**Material for this exercise**.
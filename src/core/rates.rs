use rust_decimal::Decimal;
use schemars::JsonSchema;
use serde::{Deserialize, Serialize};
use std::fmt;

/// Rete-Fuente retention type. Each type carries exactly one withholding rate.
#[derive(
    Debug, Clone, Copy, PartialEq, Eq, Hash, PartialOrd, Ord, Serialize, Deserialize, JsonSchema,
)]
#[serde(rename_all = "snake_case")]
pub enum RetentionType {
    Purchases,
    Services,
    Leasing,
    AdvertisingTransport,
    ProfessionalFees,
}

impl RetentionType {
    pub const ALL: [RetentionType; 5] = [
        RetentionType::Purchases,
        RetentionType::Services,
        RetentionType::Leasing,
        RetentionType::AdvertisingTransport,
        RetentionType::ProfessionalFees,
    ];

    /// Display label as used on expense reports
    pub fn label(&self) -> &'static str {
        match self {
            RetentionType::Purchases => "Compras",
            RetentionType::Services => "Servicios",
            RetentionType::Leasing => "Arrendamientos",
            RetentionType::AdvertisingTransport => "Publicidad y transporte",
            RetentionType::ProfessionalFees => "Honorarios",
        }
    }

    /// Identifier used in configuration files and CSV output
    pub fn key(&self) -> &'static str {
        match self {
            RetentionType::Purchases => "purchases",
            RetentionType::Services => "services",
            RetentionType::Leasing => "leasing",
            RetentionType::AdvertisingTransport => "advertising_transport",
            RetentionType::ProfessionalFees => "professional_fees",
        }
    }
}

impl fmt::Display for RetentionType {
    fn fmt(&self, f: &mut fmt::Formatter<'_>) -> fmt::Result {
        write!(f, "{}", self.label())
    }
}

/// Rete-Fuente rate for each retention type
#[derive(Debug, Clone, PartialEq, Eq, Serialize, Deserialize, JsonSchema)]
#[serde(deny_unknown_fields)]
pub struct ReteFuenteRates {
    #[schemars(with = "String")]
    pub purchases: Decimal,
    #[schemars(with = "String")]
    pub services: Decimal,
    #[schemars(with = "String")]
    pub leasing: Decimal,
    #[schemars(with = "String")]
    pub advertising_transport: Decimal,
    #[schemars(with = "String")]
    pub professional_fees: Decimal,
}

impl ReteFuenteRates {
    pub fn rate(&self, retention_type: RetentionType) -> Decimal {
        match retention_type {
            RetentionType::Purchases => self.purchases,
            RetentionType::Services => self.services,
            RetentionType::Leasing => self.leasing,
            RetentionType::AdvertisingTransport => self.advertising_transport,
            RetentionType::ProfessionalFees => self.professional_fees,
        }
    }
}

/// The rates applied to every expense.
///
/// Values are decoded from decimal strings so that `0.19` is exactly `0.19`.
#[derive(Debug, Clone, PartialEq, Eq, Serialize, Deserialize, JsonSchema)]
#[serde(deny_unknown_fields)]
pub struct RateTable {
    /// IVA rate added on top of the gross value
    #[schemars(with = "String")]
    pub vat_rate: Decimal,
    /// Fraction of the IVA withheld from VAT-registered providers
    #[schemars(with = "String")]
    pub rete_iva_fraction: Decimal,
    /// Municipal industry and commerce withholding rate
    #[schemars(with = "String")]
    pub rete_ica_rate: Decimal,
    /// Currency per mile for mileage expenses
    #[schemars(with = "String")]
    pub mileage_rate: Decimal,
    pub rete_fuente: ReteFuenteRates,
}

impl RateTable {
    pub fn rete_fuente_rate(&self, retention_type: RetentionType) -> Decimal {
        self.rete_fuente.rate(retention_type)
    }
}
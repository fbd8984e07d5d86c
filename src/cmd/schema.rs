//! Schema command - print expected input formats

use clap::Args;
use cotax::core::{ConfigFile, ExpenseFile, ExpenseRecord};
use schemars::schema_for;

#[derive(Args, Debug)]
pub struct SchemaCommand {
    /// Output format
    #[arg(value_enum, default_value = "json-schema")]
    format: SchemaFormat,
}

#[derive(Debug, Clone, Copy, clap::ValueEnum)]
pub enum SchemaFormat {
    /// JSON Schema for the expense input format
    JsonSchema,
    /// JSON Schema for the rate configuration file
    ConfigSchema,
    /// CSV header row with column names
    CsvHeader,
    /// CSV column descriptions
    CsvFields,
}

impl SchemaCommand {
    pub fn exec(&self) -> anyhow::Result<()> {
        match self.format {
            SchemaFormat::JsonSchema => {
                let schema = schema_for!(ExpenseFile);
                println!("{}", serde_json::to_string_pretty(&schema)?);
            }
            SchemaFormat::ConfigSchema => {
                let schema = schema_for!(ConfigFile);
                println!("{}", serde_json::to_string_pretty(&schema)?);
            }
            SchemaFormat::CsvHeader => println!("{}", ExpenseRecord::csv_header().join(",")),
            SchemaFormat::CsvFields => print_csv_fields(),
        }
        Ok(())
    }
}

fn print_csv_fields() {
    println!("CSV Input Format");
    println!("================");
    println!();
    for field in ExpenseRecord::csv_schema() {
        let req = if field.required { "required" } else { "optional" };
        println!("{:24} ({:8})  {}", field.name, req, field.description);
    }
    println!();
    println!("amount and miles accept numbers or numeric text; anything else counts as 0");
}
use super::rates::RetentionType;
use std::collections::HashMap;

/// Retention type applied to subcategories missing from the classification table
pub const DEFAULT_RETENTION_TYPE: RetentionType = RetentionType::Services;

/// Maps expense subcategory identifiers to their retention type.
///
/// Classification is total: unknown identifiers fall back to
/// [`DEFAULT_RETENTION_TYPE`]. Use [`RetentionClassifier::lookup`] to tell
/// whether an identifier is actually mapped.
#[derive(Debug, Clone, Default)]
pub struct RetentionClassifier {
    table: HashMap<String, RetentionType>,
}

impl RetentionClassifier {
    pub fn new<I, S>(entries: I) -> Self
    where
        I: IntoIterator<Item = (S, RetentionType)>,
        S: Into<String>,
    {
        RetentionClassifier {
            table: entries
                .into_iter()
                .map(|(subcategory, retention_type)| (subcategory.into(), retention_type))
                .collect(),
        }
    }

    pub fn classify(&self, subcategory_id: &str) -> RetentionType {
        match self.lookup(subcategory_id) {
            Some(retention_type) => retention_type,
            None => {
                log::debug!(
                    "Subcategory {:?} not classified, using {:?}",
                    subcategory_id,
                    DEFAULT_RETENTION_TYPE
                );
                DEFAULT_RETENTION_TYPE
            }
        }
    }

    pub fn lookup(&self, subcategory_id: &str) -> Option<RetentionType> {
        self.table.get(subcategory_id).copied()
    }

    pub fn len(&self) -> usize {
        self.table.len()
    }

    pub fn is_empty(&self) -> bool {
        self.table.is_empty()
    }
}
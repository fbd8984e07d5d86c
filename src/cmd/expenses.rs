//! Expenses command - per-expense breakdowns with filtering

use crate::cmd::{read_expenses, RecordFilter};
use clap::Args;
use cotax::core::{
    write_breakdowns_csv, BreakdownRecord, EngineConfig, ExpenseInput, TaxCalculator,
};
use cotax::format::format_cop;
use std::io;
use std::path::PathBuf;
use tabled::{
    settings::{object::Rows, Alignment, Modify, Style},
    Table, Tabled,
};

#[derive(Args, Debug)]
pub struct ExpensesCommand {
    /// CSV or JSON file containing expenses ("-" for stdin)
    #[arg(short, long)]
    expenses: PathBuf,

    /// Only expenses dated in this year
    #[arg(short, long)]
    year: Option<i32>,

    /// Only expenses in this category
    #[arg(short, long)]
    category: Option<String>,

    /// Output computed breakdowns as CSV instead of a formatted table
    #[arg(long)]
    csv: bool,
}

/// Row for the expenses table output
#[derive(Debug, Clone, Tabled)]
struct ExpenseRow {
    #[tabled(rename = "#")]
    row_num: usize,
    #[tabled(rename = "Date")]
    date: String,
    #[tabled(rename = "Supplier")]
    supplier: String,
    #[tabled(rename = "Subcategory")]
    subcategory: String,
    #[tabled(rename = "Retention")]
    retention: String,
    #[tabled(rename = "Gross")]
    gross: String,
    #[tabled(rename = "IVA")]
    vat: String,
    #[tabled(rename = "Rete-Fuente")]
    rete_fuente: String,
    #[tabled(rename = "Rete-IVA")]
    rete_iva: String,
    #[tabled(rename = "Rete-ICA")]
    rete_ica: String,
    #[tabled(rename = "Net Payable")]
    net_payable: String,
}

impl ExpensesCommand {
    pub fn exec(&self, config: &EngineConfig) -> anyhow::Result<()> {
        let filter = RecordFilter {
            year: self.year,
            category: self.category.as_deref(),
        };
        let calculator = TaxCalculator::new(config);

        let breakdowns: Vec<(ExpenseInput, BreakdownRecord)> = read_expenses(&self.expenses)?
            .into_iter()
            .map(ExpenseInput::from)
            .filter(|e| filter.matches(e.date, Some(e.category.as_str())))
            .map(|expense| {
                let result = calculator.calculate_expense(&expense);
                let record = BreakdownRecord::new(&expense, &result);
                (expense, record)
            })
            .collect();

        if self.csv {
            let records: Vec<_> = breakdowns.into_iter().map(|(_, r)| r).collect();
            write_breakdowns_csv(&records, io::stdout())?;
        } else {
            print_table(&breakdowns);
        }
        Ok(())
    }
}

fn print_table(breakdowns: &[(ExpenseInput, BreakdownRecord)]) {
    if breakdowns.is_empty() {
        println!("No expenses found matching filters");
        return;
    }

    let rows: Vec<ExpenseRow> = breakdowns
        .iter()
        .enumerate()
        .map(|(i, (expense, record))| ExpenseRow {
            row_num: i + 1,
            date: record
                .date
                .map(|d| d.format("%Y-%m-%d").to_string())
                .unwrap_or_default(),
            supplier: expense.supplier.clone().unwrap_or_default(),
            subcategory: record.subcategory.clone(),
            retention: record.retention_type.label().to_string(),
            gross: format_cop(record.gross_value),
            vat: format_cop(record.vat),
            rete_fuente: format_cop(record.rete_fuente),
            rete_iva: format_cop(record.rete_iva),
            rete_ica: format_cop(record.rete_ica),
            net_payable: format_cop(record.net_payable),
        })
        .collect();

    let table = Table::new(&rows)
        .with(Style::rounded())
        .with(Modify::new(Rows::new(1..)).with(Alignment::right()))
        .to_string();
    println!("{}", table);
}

**Problem details**. Go over the entries above and say how many lines hold the string "ConfigFile", with no other text.

**Exercise response**. 2